Many thanks @nicolaskruchten - things are clear now. I guess my confusion came due to the naming. The linear in scipy/numpy is referring to the interpolation method, while the “linear” in Plotly seems to refer to the higher-level quantile calculation method (which in itself also uses linear interpolation despite producing a different result compared to scipy/numpy). Anyway, I have included a snippet below to highlight this for anyone in the future. Great work on this library it really makes data viz much more enjoyable!
import numpy as np
from scipy.stats import iqr
def plotly_linear_quantiles(y, quantile):
"""
Based on #10 here: http://jse.amstat.org/v14n3/langford.html
METHOD 10 (“H&L-2”): The Pth percentile value is found by taking that
value with #(np + 0.5).

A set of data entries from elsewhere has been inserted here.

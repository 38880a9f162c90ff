//! Peak tables and orientation matrices on disk.
//!
//! Tables are JSON documents `{"peaks": [...], "ub": [[..], [..], [..]]}`;
//! the linked summary is a fixed-width text artifact.

use crate::domain::{LinkError, LinkResult, MillerIndex, OrientationMatrix, Peak, PeakCatalogue};
use crate::numerics::{Mat3, Vec3};
use serde::{Deserialize, Serialize};
use std::fs;
use std::path::Path;

/// What a table on disk is expected to hold.
#[derive(Debug, Clone, Copy, PartialEq, Eq)]
pub enum TableKind {
    /// Peak-search output: position and d-spacing, indices optional.
    Observed,
    /// Every row must carry an index.
    Predicted,
}

#[derive(Debug, Clone, PartialEq, Serialize, Deserialize)]
#[serde(rename_all = "camelCase", deny_unknown_fields)]
pub struct PeakRow {
    pub q_lab: Vec3,
    pub d_spacing: f64,
    #[serde(default, skip_serializing_if = "Option::is_none")]
    pub hkl: Option<MillerIndex>,
    #[serde(default, skip_serializing_if = "Option::is_none")]
    pub hkl_continuous: Option<Vec3>,
}

#[derive(Debug, Clone, PartialEq, Serialize, Deserialize)]
#[serde(deny_unknown_fields)]
pub struct PeakTable {
    pub peaks: Vec<PeakRow>,
    #[serde(default, skip_serializing_if = "Option::is_none")]
    pub ub: Option<[[f64; 3]; 3]>,
}

#[derive(Debug, Clone, PartialEq, Serialize, Deserialize)]
#[serde(deny_unknown_fields)]
struct OrientationFile {
    ub: [[f64; 3]; 3],
}

impl From<&PeakCatalogue> for PeakTable {
    fn from(catalogue: &PeakCatalogue) -> Self {
        Self {
            peaks: catalogue
                .iter()
                .map(|peak| PeakRow {
                    q_lab: peak.q_lab,
                    d_spacing: peak.d_spacing,
                    hkl: peak.hkl,
                    hkl_continuous: peak.hkl_continuous,
                })
                .collect(),
            ub: catalogue.orientation().map(OrientationMatrix::to_rows),
        }
    }
}

impl PeakTable {
    pub fn into_catalogue(self) -> PeakCatalogue {
        let catalogue: PeakCatalogue = self
            .peaks
            .into_iter()
            .map(|row| Peak {
                q_lab: row.q_lab,
                d_spacing: row.d_spacing,
                hkl: row.hkl,
                hkl_continuous: row.hkl_continuous,
            })
            .collect();
        match self.ub {
            Some(rows) => catalogue.with_orientation(OrientationMatrix::from_rows(rows)),
            None => catalogue,
        }
    }

    pub fn validate(&self, kind: TableKind) -> LinkResult<()> {
        for (row_index, row) in self.peaks.iter().enumerate() {
            if row.q_lab.iter().any(|component| !component.is_finite()) {
                return Err(table_error(row_index, "Q-lab position must be finite"));
            }
            if !(row.d_spacing.is_finite() && row.d_spacing > 0.0) {
                return Err(table_error(
                    row_index,
                    format!("d-spacing must be positive and finite, got {}", row.d_spacing),
                ));
            }
            if kind == TableKind::Predicted && row.hkl.is_none() {
                return Err(table_error(row_index, "predicted peaks must carry H, K and L"));
            }
        }
        if let Some(rows) = self.ub {
            validate_orientation_rows(rows)?;
        }
        Ok(())
    }
}

fn table_error(row_index: usize, message: impl std::fmt::Display) -> LinkError {
    LinkError::configuration("INPUT.PEAK_TABLE", format!("row {}: {}", row_index, message))
}

fn validate_orientation_rows(rows: [[f64; 3]; 3]) -> LinkResult<()> {
    Mat3::from_rows(rows)
        .inverse()
        .map(|_| ())
        .map_err(|error| {
            LinkError::configuration("INPUT.UB_MATRIX", format!("invalid UB matrix: {}", error))
        })
}

pub fn parse_peak_table(source: &str, kind: TableKind) -> LinkResult<PeakCatalogue> {
    let table: PeakTable = serde_json::from_str(source).map_err(|error| {
        LinkError::configuration(
            "INPUT.PEAK_TABLE",
            format!("failed to parse peak table: {}", error),
        )
    })?;
    table.validate(kind)?;
    Ok(table.into_catalogue())
}

pub fn read_peak_table(path: impl AsRef<Path>, kind: TableKind) -> LinkResult<PeakCatalogue> {
    let path = path.as_ref();
    let source = fs::read_to_string(path).map_err(|error| {
        LinkError::io_system(
            "IO.TABLE_READ",
            format!("failed to read peak table '{}': {}", path.display(), error),
        )
    })?;
    parse_peak_table(&source, kind).map_err(|error| {
        LinkError::new(
            error.category(),
            error.code(),
            format!("{}: {}", path.display(), error.message()),
        )
    })
}

pub fn write_peak_table(path: impl AsRef<Path>, catalogue: &PeakCatalogue) -> LinkResult<()> {
    write_json(path.as_ref(), &PeakTable::from(catalogue))
}

pub fn read_orientation(path: impl AsRef<Path>) -> LinkResult<OrientationMatrix> {
    let path = path.as_ref();
    let source = fs::read_to_string(path).map_err(|error| {
        LinkError::io_system(
            "IO.UB_READ",
            format!("failed to read UB matrix '{}': {}", path.display(), error),
        )
    })?;
    let file: OrientationFile = serde_json::from_str(&source).map_err(|error| {
        LinkError::configuration(
            "INPUT.UB_MATRIX",
            format!("failed to parse UB matrix '{}': {}", path.display(), error),
        )
    })?;
    validate_orientation_rows(file.ub)?;
    Ok(OrientationMatrix::from_rows(file.ub))
}

pub fn write_orientation(
    path: impl AsRef<Path>,
    orientation: &OrientationMatrix,
) -> LinkResult<()> {
    write_json(
        path.as_ref(),
        &OrientationFile {
            ub: orientation.to_rows(),
        },
    )
}

fn write_json(path: &Path, value: &impl Serialize) -> LinkResult<()> {
    let mut content = serde_json::to_string_pretty(value).map_err(|error| {
        LinkError::internal(
            "SYS.JSON_ENCODE",
            format!("failed to encode '{}': {}", path.display(), error),
        )
    })?;
    content.push('\n');
    fs::write(path, content).map_err(|error| {
        LinkError::io_system(
            "IO.OUTPUT_WRITE",
            format!("failed to write '{}': {}", path.display(), error),
        )
    })
}

pub fn format_fixed_f64(value: f64, width: usize, precision: usize) -> String {
    format!(
        "{value:>width$.precision$}",
        width = width,
        precision = precision
    )
}

pub fn normalize_text_artifact(content: &str) -> String {
    let mut normalized = content.replace("\r\n", "\n").replace('\r', "\n");
    if !normalized.is_empty() && !normalized.ends_with('\n') {
        normalized.push('\n');
    }
    normalized
}

pub fn write_text_artifact(path: &Path, content: &str) -> std::io::Result<()> {
    fs::write(path, normalize_text_artifact(content))
}

/// One row per linked peak: `H K L Qx Qy Qz d`.
pub fn render_linked_summary(linked: &PeakCatalogue) -> String {
    let mut lines = vec![format!(
        "{:>5}{:>5}{:>5}{:>13}{:>13}{:>13}{:>13}",
        "H", "K", "L", "Qx", "Qy", "Qz", "d"
    )];
    for peak in linked {
        let MillerIndex { h, k, l } = peak.hkl.unwrap_or_default();
        lines.push(format!(
            "{:>5}{:>5}{:>5}{}{}{}{}",
            h,
            k,
            l,
            format_fixed_f64(peak.q_lab[0], 13, 6),
            format_fixed_f64(peak.q_lab[1], 13, 6),
            format_fixed_f64(peak.q_lab[2], 13, 6),
            format_fixed_f64(peak.d_spacing, 13, 6),
        ));
    }
    lines.join("\n")
}
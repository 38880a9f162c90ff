use std::fmt::{Display, Formatter};
use thiserror::Error;

pub type LinkResult<T> = Result<T, LinkError>;

/// Failure class of a run; each class owns one process exit code.
#[derive(Debug, Clone, Copy, PartialEq, Eq, Hash)]
pub enum LinkErrorCategory {
    /// Out-of-range or malformed settings and tables, caught before the loop.
    ConfigurationError,
    IoSystemError,
    /// The orientation fit had too few, or only collinear, indexed peaks.
    DegenerateFitError,
    InternalError,
}

impl LinkErrorCategory {
    pub const fn exit_code(self) -> i32 {
        match self {
            Self::ConfigurationError => 2,
            Self::IoSystemError => 3,
            Self::DegenerateFitError => 4,
            Self::InternalError => 5,
        }
    }

    pub const fn name(self) -> &'static str {
        match self {
            Self::ConfigurationError => "ConfigurationError",
            Self::IoSystemError => "IoSystemError",
            Self::DegenerateFitError => "DegenerateFitError",
            Self::InternalError => "InternalError",
        }
    }
}

impl Display for LinkErrorCategory {
    fn fmt(&self, f: &mut Formatter<'_>) -> std::fmt::Result {
        f.write_str(self.name())
    }
}

/// Error surfaced by every fallible operation of a linking run.
///
/// `code` is a stable dotted identifier such as `INPUT.QTOLERANCE` or
/// `RUN.DEGENERATE_FIT`; configuration errors use the offending field name.
#[derive(Debug, Clone, PartialEq, Eq, Error)]
#[error("{category} [{code}] {message}")]
pub struct LinkError {
    category: LinkErrorCategory,
    code: &'static str,
    message: String,
}

impl LinkError {
    pub fn new(
        category: LinkErrorCategory,
        code: &'static str,
        message: impl Into<String>,
    ) -> Self {
        Self {
            category,
            code,
            message: message.into(),
        }
    }

    pub fn configuration(code: &'static str, message: impl Into<String>) -> Self {
        Self::new(LinkErrorCategory::ConfigurationError, code, message)
    }

    pub fn io_system(code: &'static str, message: impl Into<String>) -> Self {
        Self::new(LinkErrorCategory::IoSystemError, code, message)
    }

    pub fn degenerate_fit(code: &'static str, message: impl Into<String>) -> Self {
        Self::new(LinkErrorCategory::DegenerateFitError, code, message)
    }

    pub fn internal(code: &'static str, message: impl Into<String>) -> Self {
        Self::new(LinkErrorCategory::InternalError, code, message)
    }

    pub const fn category(&self) -> LinkErrorCategory {
        self.category
    }

    pub const fn code(&self) -> &'static str {
        self.code
    }

    pub fn message(&self) -> &str {
        &self.message
    }

    pub const fn exit_code(&self) -> i32 {
        self.category.exit_code()
    }

    /// `ERROR: [CODE] message`, the first stderr line of a failed run.
    pub fn diagnostic_line(&self) -> String {
        format!("ERROR: [{}] {}", self.code, self.message)
    }

    pub fn fatal_exit_line(&self) -> String {
        format!("FATAL EXIT CODE: {}", self.exit_code())
    }
}

#[cfg(test)]
mod tests {
    use super::{LinkError, LinkErrorCategory};

    #[test]
    fn every_category_has_its_own_nonzero_exit_code() {
        let categories = [
            LinkErrorCategory::ConfigurationError,
            LinkErrorCategory::IoSystemError,
            LinkErrorCategory::DegenerateFitError,
            LinkErrorCategory::InternalError,
        ];
        let codes: Vec<i32> = categories
            .iter()
            .map(|category| category.exit_code())
            .collect();
        assert_eq!(codes, [2, 3, 4, 5]);
    }

    #[test]
    fn configuration_error_renders_field_code() {
        let error = LinkError::configuration(
            "INPUT.QDECREMENT",
            "QDecrement must lie in [0, 1], got 1.5",
        );

        assert_eq!(error.exit_code(), 2);
        assert_eq!(
            error.diagnostic_line(),
            "ERROR: [INPUT.QDECREMENT] QDecrement must lie in [0, 1], got 1.5"
        );
        assert_eq!(error.fatal_exit_line(), "FATAL EXIT CODE: 2");
        assert_eq!(
            error.to_string(),
            "ConfigurationError [INPUT.QDECREMENT] QDecrement must lie in [0, 1], got 1.5"
        );
    }

    #[test]
    fn degenerate_fit_exits_with_four() {
        let error = LinkError::degenerate_fit("RUN.DEGENERATE_FIT", "1 indexed peak");
        assert_eq!(error.category().to_string(), "DegenerateFitError");
        assert_eq!(error.fatal_exit_line(), "FATAL EXIT CODE: 4");
    }
}
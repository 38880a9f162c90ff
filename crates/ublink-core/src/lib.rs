//! Links the indexing of a diffraction measurement to a reference
//! orientation matrix.
//!
//! Observed peaks are matched against predicted reflections inside a
//! shrinking box tolerance while the candidate window grows; every iteration
//! refits the orientation against the fixed unit cell and re-predicts the
//! reflections from it. See [`modules::IterationController`].

pub mod common;
pub mod domain;
pub mod modules;
pub mod numerics;

pub use common::{LinkConfig, load_link_config, parse_link_config};
pub use domain::{
    LatticeConstants, LinkError, LinkErrorCategory, LinkResult, MillerIndex, OrientationMatrix,
    Peak, PeakCatalogue, ReflectionCondition,
};
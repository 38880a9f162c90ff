use crate::domain::PeakCatalogue;

/// Drops peaks indexed as (0, 0, 0), and any peak left without an index.
pub fn drop_origin_indices(linked: &PeakCatalogue) -> PeakCatalogue {
    let kept: PeakCatalogue = linked
        .iter()
        .filter(|peak| peak.is_indexed())
        .cloned()
        .collect();
    match linked.orientation() {
        Some(orientation) => kept.with_orientation(orientation.clone()),
        None => kept,
    }
}
use super::CliError;
use anyhow::Context;
use std::fs;
use std::path::{Path, PathBuf};
use tracing_subscriber::EnvFilter;
use ublink_core::modules::serialization::{format_fixed_f64, write_text_artifact};
use ublink_core::modules::{
    BeamGeometry, IterationReport, LinkOutcome, ToleranceSchedule, load_beam_geometry,
    render_linked_summary, write_orientation, write_peak_table,
};

pub(super) const LINKED_PEAKS_FILE: &str = "LinkedPeaks.json";
pub(super) const LINKED_PREDICTED_PEAKS_FILE: &str = "LinkedPredictedPeaks.json";
pub(super) const LINKED_UB_FILE: &str = "LinkedUB.json";
pub(super) const LINKED_SUMMARY_FILE: &str = "LinkedPeaks.dat";

/// Logs go to stderr so stdout stays a clean summary.
pub(super) fn init_tracing(verbosity: u8) {
    let default_level = match verbosity {
        0 => "warn",
        1 => "info",
        _ => "debug",
    };
    let filter =
        EnvFilter::try_from_default_env().unwrap_or_else(|_| EnvFilter::new(default_level));
    let _ = tracing_subscriber::fmt()
        .with_env_filter(filter)
        .with_writer(std::io::stderr)
        .try_init();
}

pub(super) fn load_geometry(path: Option<&Path>) -> Result<BeamGeometry, CliError> {
    match path {
        Some(path) => Ok(load_beam_geometry(path)?),
        None => Ok(BeamGeometry::default()),
    }
}

pub(super) fn ensure_parent_dir(path: &Path) -> Result<(), CliError> {
    if let Some(parent) = path.parent().filter(|parent| !parent.as_os_str().is_empty()) {
        fs::create_dir_all(parent)
            .with_context(|| format!("failed to create directory '{}'", parent.display()))?;
    }
    Ok(())
}

/// Writes every linking output under `output_dir` and returns the paths.
/// On failure the files already written are removed again.
pub(super) fn write_link_outputs(
    output_dir: &Path,
    outcome: &LinkOutcome,
) -> Result<Vec<PathBuf>, CliError> {
    fs::create_dir_all(output_dir).with_context(|| {
        format!(
            "failed to create output directory '{}'",
            output_dir.display()
        )
    })?;

    let mut written = Vec::with_capacity(4);
    let result = write_each_output(output_dir, outcome, &mut written);
    if result.is_err() {
        for path in &written {
            let _ = fs::remove_file(path);
        }
    }
    result.map(|()| written)
}

fn write_each_output(
    output_dir: &Path,
    outcome: &LinkOutcome,
    written: &mut Vec<PathBuf>,
) -> Result<(), CliError> {
    let linked_path = output_dir.join(LINKED_PEAKS_FILE);
    write_peak_table(&linked_path, &outcome.linked)?;
    written.push(linked_path);

    let predicted_path = output_dir.join(LINKED_PREDICTED_PEAKS_FILE);
    write_peak_table(&predicted_path, &outcome.predicted)?;
    written.push(predicted_path);

    let ub_path = output_dir.join(LINKED_UB_FILE);
    write_orientation(&ub_path, &outcome.orientation)?;
    written.push(ub_path);

    let summary_path = output_dir.join(LINKED_SUMMARY_FILE);
    write_text_artifact(&summary_path, &render_linked_summary(&outcome.linked))
        .with_context(|| format!("failed to write '{}'", summary_path.display()))?;
    written.push(summary_path);
    Ok(())
}

pub(super) fn render_iteration_summary(reports: &[IterationReport]) -> String {
    let mut content = String::new();
    for report in reports {
        content.push_str(&format!(
            "iteration {:>3}: qtol={} window={:>5} selected={:>5} matched={:>5} linked={:>5} ambiguous={}\n",
            report.index,
            format_fixed_f64(report.qtol, 10, 6),
            report.window,
            report.selected,
            report.matched,
            report.linked(),
            report.ambiguous
        ));
    }
    content
}

pub(super) fn render_schedule(schedule: &ToleranceSchedule, iterations: usize) -> String {
    let mut content = format!("{:>5}{:>14}{:>10}\n", "m", "qtol", "window");
    for state in schedule.states(iterations) {
        content.push_str(&format!(
            "{:>5}{}{:>10}\n",
            state.index,
            format_fixed_f64(state.qtol, 14, 8),
            state.window
        ));
    }
    content
}
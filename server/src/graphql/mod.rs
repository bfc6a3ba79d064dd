use std::sync::Arc;

use async_graphql::{
    Context, EmptySubscription, ErrorExtensions, ID, InputObject, Object, Schema, SimpleObject,
};
use platform_api::ApiError;
use platform_db::EmployeeStore;
use products_hr::{Employee, EmployeeInput};
use rust_decimal::Decimal;
use sea_orm::prelude::DateTimeWithTimeZone;
use serde::Serialize;
use tracing::instrument;

pub type SchemaType = Schema<QueryRoot, MutationRoot, EmptySubscription>;

/// Store handle injected into every resolver.
pub type StoreHandle = Arc<dyn EmployeeStore>;

pub fn build_schema(store: StoreHandle) -> SchemaType {
    Schema::build(QueryRoot, MutationRoot, EmptySubscription)
        .data(store)
        .finish()
}

fn store<'a>(ctx: &Context<'a>) -> async_graphql::Result<&'a StoreHandle> {
    ctx.data::<StoreHandle>()
}

fn api_error(err: impl Into<ApiError>) -> async_graphql::Error {
    err.into().extend()
}

#[derive(Default)]
pub struct QueryRoot;

#[Object]
impl QueryRoot {
    #[instrument(name = "graphql.health", skip_all)]
    async fn health(&self, ctx: &Context<'_>) -> async_graphql::Result<HealthPayload> {
        let ok = store(ctx)?.ping().await.is_ok();
        Ok(HealthPayload { ok })
    }

    #[instrument(name = "graphql.version", skip_all)]
    async fn version(&self) -> String {
        env!("CARGO_PKG_VERSION").to_string()
    }

    /// Every employee, in store order.
    #[instrument(name = "graphql.employees", skip_all)]
    async fn employees(&self, ctx: &Context<'_>) -> async_graphql::Result<Vec<EmployeeNode>> {
        let rows = products_hr::list_employees(store(ctx)?.as_ref())
            .await
            .map_err(api_error)?;
        Ok(rows.into_iter().map(EmployeeNode::from).collect())
    }
}

#[derive(Default)]
pub struct MutationRoot;

#[Object]
impl MutationRoot {
    /// Create one employee; absent fields take their defaults.
    #[instrument(name = "graphql.create_employee", skip_all)]
    async fn create_employee(
        &self,
        ctx: &Context<'_>,
        #[graphql(default)] input: CreateEmployeeInput,
    ) -> async_graphql::Result<EmployeeNode> {
        let created = products_hr::create_employee(store(ctx)?.as_ref(), input.into())
            .await
            .map_err(api_error)?;
        Ok(created.into())
    }
}

#[derive(Clone, Debug, Default, InputObject)]
pub struct CreateEmployeeInput {
    pub emp_name: Option<String>,
    pub emp_salary: Option<Decimal>,
    pub emp_rate: Option<i32>,
    pub emp_field: Option<String>,
}

impl From<CreateEmployeeInput> for EmployeeInput {
    fn from(value: CreateEmployeeInput) -> Self {
        EmployeeInput {
            emp_name: value.emp_name,
            emp_salary: value.emp_salary,
            emp_rate: value.emp_rate,
            emp_field: value.emp_field,
        }
    }
}

#[derive(Clone, Debug, SimpleObject)]
pub struct EmployeeNode {
    pub id: ID,
    pub employee_name: String,
    pub employee_salary: Decimal,
    pub employee_rate: i32,
    pub employee_field: String,
    pub created_at: DateTimeWithTimeZone,
    pub updated_at: DateTimeWithTimeZone,
}

impl From<Employee> for EmployeeNode {
    fn from(model: Employee) -> Self {
        Self {
            id: ID(model.id.to_string()),
            employee_name: model.employee_name,
            employee_salary: model.employee_salary,
            employee_rate: model.employee_rate,
            employee_field: model.employee_field,
            created_at: model.created_at,
            updated_at: model.updated_at,
        }
    }
}

#[derive(Clone, Debug, SimpleObject, Serialize)]
pub struct HealthPayload {
    pub ok: bool,
}
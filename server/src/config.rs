use std::time::Duration;

use anyhow::{Context, Result};

const DEFAULT_REQUEST_TIMEOUT_SECS: u64 = 30;

#[derive(Clone, Debug)]
pub struct AppConfig {
    /// Empty means any origin.
    pub cors_allowed_origins: Vec<String>,
    pub request_timeout: Duration,
}

impl Default for AppConfig {
    fn default() -> Self {
        Self {
            cors_allowed_origins: Vec::new(),
            request_timeout: Duration::from_secs(DEFAULT_REQUEST_TIMEOUT_SECS),
        }
    }
}

impl AppConfig {
    pub fn load() -> Result<Self> {
        Self::from_lookup(|key| std::env::var(key).ok())
    }

    fn from_lookup(lookup: impl Fn(&str) -> Option<String>) -> Result<Self> {
        let cors_allowed_origins = lookup("CORS_ALLOWED_ORIGINS")
            .unwrap_or_default()
            .split(',')
            .filter_map(|s| {
                let trimmed = s.trim();
                if trimmed.is_empty() {
                    None
                } else {
                    Some(trimmed.to_string())
                }
            })
            .collect::<Vec<_>>();

        let request_timeout = match lookup("REQUEST_TIMEOUT_SECS") {
            Some(raw) => {
                let secs = raw
                    .trim()
                    .parse::<u64>()
                    .with_context(|| format!("invalid REQUEST_TIMEOUT_SECS {raw:?}"))?;
                Duration::from_secs(secs.max(1))
            }
            None => Duration::from_secs(DEFAULT_REQUEST_TIMEOUT_SECS),
        };

        Ok(Self {
            cors_allowed_origins,
            request_timeout,
        })
    }
}

#[cfg(test)]
mod tests {
    use super::*;

    #[test]
    fn defaults_without_environment() {
        let config = AppConfig::from_lookup(|_| None).unwrap();
        assert!(config.cors_allowed_origins.is_empty());
        assert_eq!(config.request_timeout, Duration::from_secs(30));
    }

    #[test]
    fn origins_are_split_and_trimmed() {
        let config = AppConfig::from_lookup(|key| match key {
            "CORS_ALLOWED_ORIGINS" => Some(" http://localhost:5173 ,, https://hr.example ".into()),
            "REQUEST_TIMEOUT_SECS" => Some("5".into()),
            _ => None,
        })
        .unwrap();
        assert_eq!(
            config.cors_allowed_origins,
            vec!["http://localhost:5173", "https://hr.example"]
        );
        assert_eq!(config.request_timeout, Duration::from_secs(5));
    }

    #[test]
    fn garbage_timeout_is_an_error() {
        let err = AppConfig::from_lookup(|key| {
            (key == "REQUEST_TIMEOUT_SECS").then(|| "soon".to_string())
        })
        .unwrap_err();
        assert!(err.to_string().contains("REQUEST_TIMEOUT_SECS"));
    }
}
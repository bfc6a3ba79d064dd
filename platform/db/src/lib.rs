//! Database primitives: environment-driven settings, connection setup and the
//! employee record store.

use std::time::Duration;

use sea_orm::{ConnectOptions, ConnectionTrait, Database, DatabaseConnection, DbErr};
use thiserror::Error;
use tracing::info;

pub mod employees;

pub use employees::{DbEmployeeStore, EmployeeStore, NewEmployee};

/// Shared connection pool handle.
pub type DbPool = DatabaseConnection;

#[derive(Debug, Error)]
pub enum DbError {
    #[error("database url missing (set {0})")]
    MissingUrl(String),
    #[error("persistence error: {0}")]
    Persistence(#[from] DbErr),
}

pub type DbResult<T> = Result<T, DbError>;

const DEFAULT_MAX_CONNECTIONS: u32 = 10;
const DEFAULT_CONNECT_TIMEOUT_SECS: u64 = 8;

/// Connection settings resolved from the environment.
#[derive(Clone, Debug)]
pub struct DatabaseSettings {
    env_key: String,
    max_connections: u32,
    connect_timeout: Duration,
}

impl Default for DatabaseSettings {
    fn default() -> Self {
        Self::new("DATABASE_URL")
    }
}

impl DatabaseSettings {
    pub fn new(env_key: impl Into<String>) -> Self {
        Self {
            env_key: env_key.into(),
            max_connections: DEFAULT_MAX_CONNECTIONS,
            connect_timeout: Duration::from_secs(DEFAULT_CONNECT_TIMEOUT_SECS),
        }
    }

    /// Reads `DATABASE_MAX_CONNECTIONS` and `DATABASE_CONNECT_TIMEOUT_SECS`,
    /// keeping the defaults for missing or unparsable values.
    pub fn from_env() -> Self {
        let mut settings = Self::default();
        if let Some(max) = env_parse::<u32>("DATABASE_MAX_CONNECTIONS").filter(|v| *v > 0) {
            settings.max_connections = max;
        }
        if let Some(secs) = env_parse::<u64>("DATABASE_CONNECT_TIMEOUT_SECS") {
            settings.connect_timeout = Duration::from_secs(secs);
        }
        settings
    }

    pub fn with_max_connections(mut self, max_connections: u32) -> Self {
        self.max_connections = max_connections.max(1);
        self
    }

    pub fn max_connections(&self) -> u32 {
        self.max_connections
    }

    pub fn connect_timeout(&self) -> Duration {
        self.connect_timeout
    }

    pub fn database_url(&self) -> DbResult<String> {
        std::env::var(&self.env_key).map_err(|_| DbError::MissingUrl(self.env_key.clone()))
    }
}

fn env_parse<T: std::str::FromStr>(key: &str) -> Option<T> {
    std::env::var(key).ok().and_then(|raw| raw.trim().parse().ok())
}

/// Open a pool using the URL named by `settings`.
pub async fn connect(settings: &DatabaseSettings) -> DbResult<DbPool> {
    let url = settings.database_url()?;
    connect_url(&url, settings).await
}

/// Open a pool for an explicit URL, applying the pool limits from `settings`.
pub async fn connect_url(url: &str, settings: &DatabaseSettings) -> DbResult<DbPool> {
    let mut options = ConnectOptions::new(url.to_owned());
    options
        .max_connections(settings.max_connections)
        .connect_timeout(settings.connect_timeout)
        .sqlx_logging(false);
    let pool = Database::connect(options).await?;
    info!(
        backend = ?pool.get_database_backend(),
        max_connections = settings.max_connections,
        "database pool ready"
    );
    Ok(pool)
}

#[cfg(test)]
mod tests {
    use super::*;

    #[test]
    fn missing_url_names_the_variable() {
        let settings = DatabaseSettings::new("EMPLOYEE_DB_URL_THAT_IS_NEVER_SET");
        let err = settings.database_url().unwrap_err();
        assert!(matches!(err, DbError::MissingUrl(ref key) if key == "EMPLOYEE_DB_URL_THAT_IS_NEVER_SET"));
        assert!(err.to_string().contains("EMPLOYEE_DB_URL_THAT_IS_NEVER_SET"));
    }

    #[test]
    fn max_connections_never_drops_to_zero() {
        let settings = DatabaseSettings::default().with_max_connections(0);
        assert_eq!(settings.max_connections(), 1);
        assert_eq!(
            settings.connect_timeout(),
            Duration::from_secs(DEFAULT_CONNECT_TIMEOUT_SECS)
        );
    }

    #[tokio::test]
    async fn connect_url_opens_sqlite_memory() {
        let settings = DatabaseSettings::default().with_max_connections(1);
        let pool = connect_url("sqlite::memory:", &settings).await.unwrap();
        assert_eq!(
            pool.get_database_backend(),
            sea_orm::DatabaseBackend::Sqlite
        );
    }
}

If this is not an integer, take the interpolated
value between 'the floor' and 'the ceiling of that value'. As an example,
if S5 = (1, 2, 3, 4, 5) and p = 0.25, then #(np + 0.5) = #(1.75) and so Q1 = 1.75.
args:
y: list to calculate quantile for
quantile: requested quantile value between 0 and 1
"""
# -1 because becuase we count starting at 0
interp_val_x = len(y)*quantile + 0.5 - 1
if interp_val_x.is_integer():
# int() to remove decimal
return sorted(y)[int(interp_val_x)]
else:
return np.interp(interp_val_x, [x for x in range(len(y))], sorted(y))
def plotly_linear_IQR(y):
return plotly_linear_quantiles(y, 0.75) - plotly_linear_quantiles(y, 0.25)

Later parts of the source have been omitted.